*Provided records*
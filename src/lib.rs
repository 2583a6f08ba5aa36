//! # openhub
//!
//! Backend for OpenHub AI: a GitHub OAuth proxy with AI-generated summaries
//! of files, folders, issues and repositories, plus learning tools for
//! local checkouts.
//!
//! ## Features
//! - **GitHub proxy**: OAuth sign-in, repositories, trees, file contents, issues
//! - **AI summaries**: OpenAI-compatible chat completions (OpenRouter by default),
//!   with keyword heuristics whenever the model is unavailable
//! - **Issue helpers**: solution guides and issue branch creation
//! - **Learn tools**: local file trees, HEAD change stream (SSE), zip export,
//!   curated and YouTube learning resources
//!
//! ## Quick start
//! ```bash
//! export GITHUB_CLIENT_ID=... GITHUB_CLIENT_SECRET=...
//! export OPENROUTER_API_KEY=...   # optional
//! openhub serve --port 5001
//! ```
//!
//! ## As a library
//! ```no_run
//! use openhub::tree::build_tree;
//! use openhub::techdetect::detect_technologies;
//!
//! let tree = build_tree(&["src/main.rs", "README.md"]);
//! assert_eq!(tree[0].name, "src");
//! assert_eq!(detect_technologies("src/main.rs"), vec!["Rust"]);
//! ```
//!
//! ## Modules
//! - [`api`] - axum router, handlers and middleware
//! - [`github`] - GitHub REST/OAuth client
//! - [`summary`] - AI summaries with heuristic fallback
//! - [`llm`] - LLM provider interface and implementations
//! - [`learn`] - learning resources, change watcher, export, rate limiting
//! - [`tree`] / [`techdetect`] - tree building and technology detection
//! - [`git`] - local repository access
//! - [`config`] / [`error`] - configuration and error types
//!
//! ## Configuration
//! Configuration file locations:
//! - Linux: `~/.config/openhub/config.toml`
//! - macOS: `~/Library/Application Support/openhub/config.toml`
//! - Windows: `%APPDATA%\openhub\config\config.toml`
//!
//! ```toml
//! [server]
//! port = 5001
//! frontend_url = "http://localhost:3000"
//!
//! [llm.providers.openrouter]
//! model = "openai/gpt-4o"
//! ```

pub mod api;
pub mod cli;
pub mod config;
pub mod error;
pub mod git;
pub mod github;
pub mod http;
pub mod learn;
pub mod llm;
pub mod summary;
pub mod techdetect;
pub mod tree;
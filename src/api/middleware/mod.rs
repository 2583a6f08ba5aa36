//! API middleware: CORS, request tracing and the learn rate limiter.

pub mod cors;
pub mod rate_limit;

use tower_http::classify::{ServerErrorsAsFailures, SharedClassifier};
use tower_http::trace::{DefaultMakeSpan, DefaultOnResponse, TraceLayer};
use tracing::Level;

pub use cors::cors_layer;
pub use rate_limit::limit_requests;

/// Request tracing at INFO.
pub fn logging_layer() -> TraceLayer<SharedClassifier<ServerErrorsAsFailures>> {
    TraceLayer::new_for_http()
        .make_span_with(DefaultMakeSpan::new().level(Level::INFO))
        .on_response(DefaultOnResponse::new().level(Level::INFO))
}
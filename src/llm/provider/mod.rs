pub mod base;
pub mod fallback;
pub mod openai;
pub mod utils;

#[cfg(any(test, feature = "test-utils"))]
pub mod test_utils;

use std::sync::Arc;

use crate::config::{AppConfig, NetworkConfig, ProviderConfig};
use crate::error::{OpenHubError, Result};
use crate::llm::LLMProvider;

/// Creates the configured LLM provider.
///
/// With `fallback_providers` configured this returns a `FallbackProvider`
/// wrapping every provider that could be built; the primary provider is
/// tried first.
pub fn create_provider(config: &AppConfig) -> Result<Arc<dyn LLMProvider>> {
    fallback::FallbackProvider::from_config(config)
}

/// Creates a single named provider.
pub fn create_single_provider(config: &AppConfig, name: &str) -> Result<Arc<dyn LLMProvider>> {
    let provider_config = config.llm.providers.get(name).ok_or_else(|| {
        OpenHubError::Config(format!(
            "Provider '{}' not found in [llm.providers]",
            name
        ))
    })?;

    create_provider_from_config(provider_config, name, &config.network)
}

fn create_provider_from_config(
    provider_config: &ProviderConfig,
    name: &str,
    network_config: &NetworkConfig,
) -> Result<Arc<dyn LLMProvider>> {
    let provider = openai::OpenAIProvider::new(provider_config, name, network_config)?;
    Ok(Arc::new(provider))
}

==

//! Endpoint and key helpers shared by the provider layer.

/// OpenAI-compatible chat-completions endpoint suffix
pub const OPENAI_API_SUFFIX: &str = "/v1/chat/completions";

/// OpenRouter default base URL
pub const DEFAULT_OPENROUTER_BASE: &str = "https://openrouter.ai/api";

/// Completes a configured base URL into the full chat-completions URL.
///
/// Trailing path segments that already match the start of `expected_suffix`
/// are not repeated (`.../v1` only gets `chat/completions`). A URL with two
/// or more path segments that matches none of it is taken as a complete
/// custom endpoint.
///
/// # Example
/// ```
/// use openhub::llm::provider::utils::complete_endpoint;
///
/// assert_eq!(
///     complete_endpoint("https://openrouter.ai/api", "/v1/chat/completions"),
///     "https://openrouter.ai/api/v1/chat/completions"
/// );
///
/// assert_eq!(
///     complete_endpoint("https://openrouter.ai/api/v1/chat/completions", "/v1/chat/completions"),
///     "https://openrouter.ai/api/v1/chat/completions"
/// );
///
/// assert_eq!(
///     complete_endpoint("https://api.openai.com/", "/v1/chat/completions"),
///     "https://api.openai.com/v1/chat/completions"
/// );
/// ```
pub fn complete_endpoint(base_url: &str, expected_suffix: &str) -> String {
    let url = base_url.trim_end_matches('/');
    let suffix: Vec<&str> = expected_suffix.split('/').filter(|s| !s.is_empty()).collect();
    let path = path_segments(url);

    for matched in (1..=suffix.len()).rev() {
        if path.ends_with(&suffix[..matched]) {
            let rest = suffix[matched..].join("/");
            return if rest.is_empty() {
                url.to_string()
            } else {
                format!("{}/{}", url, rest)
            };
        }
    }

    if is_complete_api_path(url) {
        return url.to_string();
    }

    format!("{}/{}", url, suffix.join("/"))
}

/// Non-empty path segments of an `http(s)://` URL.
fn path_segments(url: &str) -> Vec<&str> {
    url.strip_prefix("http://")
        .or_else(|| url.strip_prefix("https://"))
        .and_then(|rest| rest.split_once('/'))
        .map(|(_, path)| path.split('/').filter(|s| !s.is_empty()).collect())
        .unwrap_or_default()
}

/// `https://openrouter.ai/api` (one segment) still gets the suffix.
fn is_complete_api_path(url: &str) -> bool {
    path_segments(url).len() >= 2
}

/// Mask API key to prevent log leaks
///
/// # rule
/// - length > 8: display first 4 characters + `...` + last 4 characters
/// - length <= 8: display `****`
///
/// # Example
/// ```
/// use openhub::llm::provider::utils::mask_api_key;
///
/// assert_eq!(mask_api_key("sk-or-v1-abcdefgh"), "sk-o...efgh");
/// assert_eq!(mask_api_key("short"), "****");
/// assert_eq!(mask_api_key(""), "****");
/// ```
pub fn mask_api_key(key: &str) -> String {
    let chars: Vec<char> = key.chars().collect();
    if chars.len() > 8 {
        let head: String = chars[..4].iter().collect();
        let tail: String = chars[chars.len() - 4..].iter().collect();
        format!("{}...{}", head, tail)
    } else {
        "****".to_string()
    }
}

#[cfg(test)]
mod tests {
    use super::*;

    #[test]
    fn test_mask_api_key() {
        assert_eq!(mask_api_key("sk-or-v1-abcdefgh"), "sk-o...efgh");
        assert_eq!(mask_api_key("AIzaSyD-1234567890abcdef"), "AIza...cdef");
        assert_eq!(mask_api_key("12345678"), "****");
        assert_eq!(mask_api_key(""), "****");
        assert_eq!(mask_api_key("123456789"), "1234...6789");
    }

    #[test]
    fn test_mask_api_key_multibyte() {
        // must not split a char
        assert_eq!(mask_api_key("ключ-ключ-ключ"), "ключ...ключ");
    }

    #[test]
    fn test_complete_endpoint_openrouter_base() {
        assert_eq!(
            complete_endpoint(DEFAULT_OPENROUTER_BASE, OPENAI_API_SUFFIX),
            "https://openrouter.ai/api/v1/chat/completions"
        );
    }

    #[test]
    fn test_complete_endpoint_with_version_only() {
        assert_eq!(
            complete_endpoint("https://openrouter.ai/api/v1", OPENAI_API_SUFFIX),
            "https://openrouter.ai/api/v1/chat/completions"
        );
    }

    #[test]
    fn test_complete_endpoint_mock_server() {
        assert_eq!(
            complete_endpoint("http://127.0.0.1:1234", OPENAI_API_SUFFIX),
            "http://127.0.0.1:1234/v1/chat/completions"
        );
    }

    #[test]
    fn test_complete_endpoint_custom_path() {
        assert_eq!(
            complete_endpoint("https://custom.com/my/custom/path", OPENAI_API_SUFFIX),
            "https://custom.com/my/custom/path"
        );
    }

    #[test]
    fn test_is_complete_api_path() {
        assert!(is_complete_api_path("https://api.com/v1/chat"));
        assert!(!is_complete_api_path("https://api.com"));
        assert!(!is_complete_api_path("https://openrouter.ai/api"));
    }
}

*What is expected*
Look back at the entries above. Retype the line with "URL with two", the line with "fn path_segments(url: &str)", and all lines in between.

*Solution to this task*
/// are not repeated (`.../v1` only gets `chat/completions`). A URL with two
/// or more path segments that matches none of it is taken as a complete
/// custom endpoint.
///
/// # Example
/// ```
/// use openhub::llm::provider::utils::complete_endpoint;
///
/// assert_eq!(
///     complete_endpoint("https://openrouter.ai/api", "/v1/chat/completions"),
///     "https://openrouter.ai/api/v1/chat/completions"
/// );
///
/// assert_eq!(
///     complete_endpoint("https://openrouter.ai/api/v1/chat/completions", "/v1/chat/completions"),
///     "https://openrouter.ai/api/v1/chat/completions"
/// );
///
/// assert_eq!(
///     complete_endpoint("https://api.openai.com/", "/v1/chat/completions"),
///     "https://api.openai.com/v1/chat/completions"
/// );
/// ```
pub fn complete_endpoint(base_url: &str, expected_suffix: &str) -> String {
    let url = base_url.trim_end_matches('/');
    let suffix: Vec<&str> = expected_suffix.split('/').filter(|s| !s.is_empty()).collect();
    let path = path_segments(url);

    for matched in (1..=suffix.len()).rev() {
        if path.ends_with(&suffix[..matched]) {
            let rest = suffix[matched..].join("/");
            return if rest.is_empty() {
                url.to_string()
            } else {
                format!("{}/{}", url, rest)
            };
        }
    }

    if is_complete_api_path(url) {
        return url.to_string();
    }

    format!("{}/{}", url, suffix.join("/"))
}

/// Non-empty path segments of an `http(s)://` URL.
fn path_segments(url: &str) -> Vec<&str> {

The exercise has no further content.